When I introduced the bill for Australia’s first paid parental leave scheme I wanted the government’s paid parental leave available to mothers and fathers in addition to existing employer-funded schemes, either at the same time or consecutively. Our paid parental leave scheme has been designed to complement and enhance the existing family-friendly arrangements that many employers already offer.
It’s not fraud to want the best start in life for your baby. It’s not rorting the system to have government and employers work together to provide Australian working mothers with a decent amount of paid leave after the birth of their child, so that mothers and babies can have more time together.
And yet Tony Abbott and Joe Hockey are currently trying to tell Australian mothers they’ve been “double dipping” or rorting their paid parental leave entitlements.
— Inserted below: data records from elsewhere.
use anyhow::{Context, Result};
use chrono::{DateTime, Utc};
use sqlx::{PgPool, Row};

#[derive(Debug, Clone)]
pub struct PublishedPostRow {
    pub source_id: String,
    pub post_id: String,
    pub post_url: String,
    pub downstream_status_id: Option<String>,
    pub platform_uri: Option<String>,
    pub published_at: DateTime<Utc>,
}

#[derive(Clone)]
pub struct PublishedPostsRepo {
    pool: PgPool,
}

impl PublishedPostsRepo {
    pub fn new(pool: PgPool) -> Self {
        Self { pool }
    }

    pub async fn is_published(&self, source_id: &str, post_id: &str) -> Result<bool> {
        let (exists,): (bool,) = sqlx::query_as(
            r#"
            select exists (
                select 1 from published_posts where source_id = $1 and post_id = $2
            )
            "#,
        )
        .bind(source_id)
        .bind(post_id)
        .fetch_one(&self.pool)
        .await
        .context("is_published failed")?;
        Ok(exists)
    }

    pub async fn find_by_platform_uri(
        &self,
        source_id: &str,
        uri: &str,
    ) -> Result<Option<PublishedPostRow>> {
        let row = sqlx::query(
            r#"
            select source_id, post_id, post_url, downstream_status_id, platform_uri, published_at
            from published_posts
            where source_id = $1 and platform_uri = $2
            order by published_at desc
            limit 1
            "#,
        )
        .bind(source_id)
        .bind(uri)
        .fetch_optional(&self.pool)
        .await
        .context("find_by_platform_uri failed")?;

        row.map(row_to_published_post).transpose()
    }

    /// Most recent published row within the last 24h for this source, with a
    /// non-null `downstream_status_id` — the threading resolver's DB
    /// fallback.
    pub async fn find_recent_thread_parent(&self, source_id: &str) -> Result<Option<String>> {
        let row: Option<(String,)> = sqlx::query_as(
            r#"
            select downstream_status_id
            from published_posts
            where source_id = $1
              and downstream_status_id is not null
              and published_at >= now() - interval '24 hours'
            order by published_at desc
            limit 1
            "#,
        )
        .bind(source_id)
        .fetch_optional(&self.pool)
        .await
        .context("find_recent_thread_parent failed")?;

        Ok(row.map(|(id,)| id))
    }

    /// Fill-forward upsert: a non-null incoming `downstream_id`/`platform_uri`
    /// replaces an existing null, never overwrites an existing value.
    pub async fn mark_published(
        &self,
        source_id: &str,
        post_id: &str,
        post_url: &str,
        downstream_id: Option<&str>,
        platform_uri: Option<&str>,
    ) -> Result<()> {
        sqlx::query(
            r#"
            insert into published_posts
                (source_id, post_id, post_url, downstream_status_id, platform_uri, published_at)
            values ($1, $2, $3, $4, $5, now())
            on conflict (source_id, post_id) do update
                set downstream_status_id = coalesce(published_posts.downstream_status_id, excluded.downstream_status_id),
                    platform_uri         = coalesce(published_posts.platform_uri, excluded.platform_uri)
            "#,
        )
        .bind(source_id)
        .bind(post_id)
        .bind(post_url)
        .bind(downstream_id)
        .bind(platform_uri)
        .execute(&self.pool)
        .await
        .context("mark_published failed")?;
        Ok(())
    }

    /// Post-edit rewrite: the row identified by `downstream_id` gets its
    /// source `post_id`/`url` replaced, preserving the downstream status's
    /// identity across an upstream edit.
    pub async fn mark_updated(
        &self,
        downstream_id: &str,
        new_post_id: &str,
        new_url: Option<&str>,
    ) -> Result<()> {
        sqlx::query(
            r#"
            update published_posts
               set post_id = $2,
                   post_url = coalesce($3, post_url)
             where downstream_status_id = $1
            "#,
        )
        .bind(downstream_id)
        .bind(new_post_id)
        .bind(new_url)
        .execute(&self.pool)
        .await
        .context("mark_updated failed")?;
        Ok(())
    }
}

fn row_to_published_post(row: sqlx::postgres::PgRow) -> Result<PublishedPostRow> {
    Ok(PublishedPostRow {
        source_id: row.try_get("source_id")?,
        post_id: row.try_get("post_id")?,
        post_url: row.try_get("post_url")?,
        downstream_status_id: row.try_get("downstream_status_id")?,
        platform_uri: row.try_get("platform_uri")?,
        published_at: row.try_get("published_at")?,
    })
}
//! S3 — thread across runs: a self-reply chain published in separate
//! orchestrator passes still resolves its downstream parent, first via the
//! state store (run 2's cache starts empty), then via the in-memory cache
//! for a later item in the same run.
//!
//! Requires RELAY_DATABASE_URL; skips gracefully when absent.

use std::sync::Arc;

use chrono::Utc;
use uuid::Uuid;

use relay_config::{
    FilteringConfig, GlobalConfig, Priority, SourceConfig, TargetConfig, ThreadHandlingConfig,
    ThreadHandlingMode,
};
use relay_publish_mock::MockPublisher;
use relay_runtime::{Orchestrator, SourceHandle};
use relay_schemas::{Author, UniformPost};
use relay_sources::fixture::FixtureSource;

fn global_config() -> GlobalConfig {
    GlobalConfig {
        min_interval_minutes: 0,
        limit: 100,
        per_platform_concurrency: 4,
        run_deadline_secs: 30,
        critical_error_count: 5,
        edit_buffer_retention_hours: 2,
    }
}

fn source_config(id: &str) -> SourceConfig {
    SourceConfig {
        id: id.to_string(),
        platform: "rss".to_string(),
        enabled: true,
        handle: None,
        feed_url: None,
        target: TargetConfig { account_id: "acct".to_string(), base_url: None, token_env: None },
        priority: Some(Priority::High),
        // Always due, so the second "run" (two hours later in spec terms) is
        // due immediately without having to wait out a real interval.
        interval_minutes: Some(0),
        max_posts_per_run: 10,
        skip_hours: vec![],
        filtering: FilteringConfig::default(),
        thread_handling: ThreadHandlingConfig { mode: ThreadHandlingMode::Chain },
        visibility: "public".to_string(),
        daily_post_cap: None,
        extra: Default::default(),
    }
}

fn item(id: &str, is_thread_post: bool) -> UniformPost {
    UniformPost {
        id: id.to_string(),
        url: format!("https://example.test/{id}"),
        text: format!("hello from {id}"),
        published_at: Utc::now(),
        author: Author { username: "Alice".to_string(), display_name: "Alice".to_string() },
        media: vec![],
        is_repost: false,
        is_quote: false,
        is_reply: is_thread_post,
        is_thread_post,
        reply_to_handle: if is_thread_post { Some("alice".to_string()) } else { None },
        platform_uri: None,
        has_video: false,
        quoted_post: None,
    }
}

#[tokio::test]
async fn thread_continuation_resolves_across_and_within_runs() -> anyhow::Result<()> {
    let Ok(_) = std::env::var(relay_db::ENV_DB_URL) else {
        eprintln!("SKIP: RELAY_DATABASE_URL not set");
        return Ok(());
    };
    let pool = relay_db::connect_from_env().await?;
    relay_db::migrate(&pool).await?;
    let store = relay_db::Store::new(pool);

    let source_id = format!("s-{}", Uuid::new_v4());
    let cfg = source_config(&source_id);
    let publisher = Arc::new(MockPublisher::new());

    // Run 1: t1 is not a thread post.
    let source1 = Arc::new(FixtureSource::new(source_id.clone(), vec![item("t1", false)]));
    let handle1 = SourceHandle { config: cfg.clone(), source: source1, publisher: publisher.clone() };
    let orchestrator1 = Orchestrator::new(store, global_config(), vec![handle1]);
    let first = orchestrator1.run_once().await?;
    assert_eq!(first.results[0].outcome.published, 1);

    // Each orchestrator owns its own fresh thread cache per run (the
    // lifetime rule from relay-thread's docs); reuse the same store by
    // reconstructing the orchestrator, simulating "two hours later" with an
    // empty in-memory cache.
    let store2 = relay_db::connect_from_env().await.map(relay_db::Store::new)?;
    let source2 = Arc::new(FixtureSource::new(source_id.clone(), vec![item("t2", true), item("t3", true)]));
    let handle2 = SourceHandle { config: cfg.clone(), source: source2, publisher: publisher.clone() };
    let orchestrator2 = Orchestrator::new(store2, global_config(), vec![handle2]);
    let second = orchestrator2.run_once().await?;
    assert_eq!(second.results[0].outcome.published, 2, "t2 and t3 should both publish");

    // t1 is status "1" (first publish by this MockPublisher instance).
    let t1_id = "1".to_string();
    let t2_id_statuses: Vec<_> = (2u64..=3)
        .map(|n| n.to_string())
        .filter_map(|id| publisher.get(&id))
        .collect();
    assert_eq!(t2_id_statuses.len(), 2);

    // t2 (status "2") must chain from t1 via the state-store fallback.
    assert_eq!(t2_id_statuses[0].in_reply_to.as_deref(), Some(t1_id.as_str()));
    // t3 (status "3") must chain from t2 via the in-memory cache within run 2.
    assert_eq!(t2_id_statuses[1].in_reply_to.as_deref(), Some("2"));

    Ok(())
}
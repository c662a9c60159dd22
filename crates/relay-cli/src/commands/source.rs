//! `relay source list` / `relay source show` — read-only inspection of
//! configured sources joined with their durable `source_state` row.

use anyhow::Result;
use relay_config::consumption::RunMode;
use relay_db::SourceStateRepo;

use super::load_config;

pub async fn source_list(config_paths: &[String]) -> Result<()> {
    let loaded = load_config(config_paths, RunMode::Cli)?;
    let pool = relay_db::connect_from_env().await?;
    let repo = SourceStateRepo::new(pool);

    for source in &loaded.config.sources {
        let row = repo.get(&source.id).await?;
        println!(
            "id={} platform={} enabled={} interval_min={} last_check={} error_count={} disabled={}",
            source.id,
            source.platform,
            source.enabled,
            source.effective_interval_minutes(),
            row.as_ref()
                .and_then(|r| r.last_check)
                .map(|t| t.to_rfc3339())
                .unwrap_or_else(|| "never".to_string()),
            row.as_ref().map(|r| r.error_count).unwrap_or(0),
            row.as_ref().map(|r| r.is_disabled()).unwrap_or(false),
        );
    }

    Ok(())
}

pub async fn source_show(config_paths: &[String], source_id: &str) -> Result<()> {
    let loaded = load_config(config_paths, RunMode::Cli)?;
    let Some(source) = loaded.config.sources.iter().find(|s| s.id == source_id) else {
        anyhow::bail!("no source configured with id '{source_id}'");
    };

    let pool = relay_db::connect_from_env().await?;
    let repo = SourceStateRepo::new(pool);
    let row = repo.get(source_id).await?;

    println!("{}", serde_json::to_string_pretty(source)?);
    match row {
        Some(row) => println!(
            "source_state: last_check={:?} last_success={:?} posts_today={} error_count={} disabled_at={:?}",
            row.last_check, row.last_success, row.posts_today, row.error_count, row.disabled_at,
        ),
        None => println!("source_state: no row yet (never fetched)"),
    }

    Ok(())
}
I fought alongside many other women – and some brave men – for Australian women to have a national paid parental leave scheme for more than a decade. Before Labor introduced Australia’s first national paid parental leave scheme, Australia was one of just two OECD countries without a comprehensive paid parental leave scheme.
It was a hard fight, and we can’t afford to move backwards.
Labor designed our scheme so that government funded parental leave would be taken alongside leave funded by employers. This means mothers or father can take a longer period off work to spend with their new born baby.
Our scheme was based on sound evidence – the Productivity Commission report on paid parental leave in 2009 noted there are compelling health and welfare benefits for mothers and babies from a period of postnatal absence from work of around six months.
Our scheme offered working women 18 weeks of paid leave, or more than four months, which together with employer contributions would take many women close to that six month mark.
Most mothers are cobbling together their workplace paid parental leave, the government’s paid parental leave and several weeks of their own annual or personal leave – all to maximise the time they have with their newborn babies.
Our scheme shares the load between parents, government and employers.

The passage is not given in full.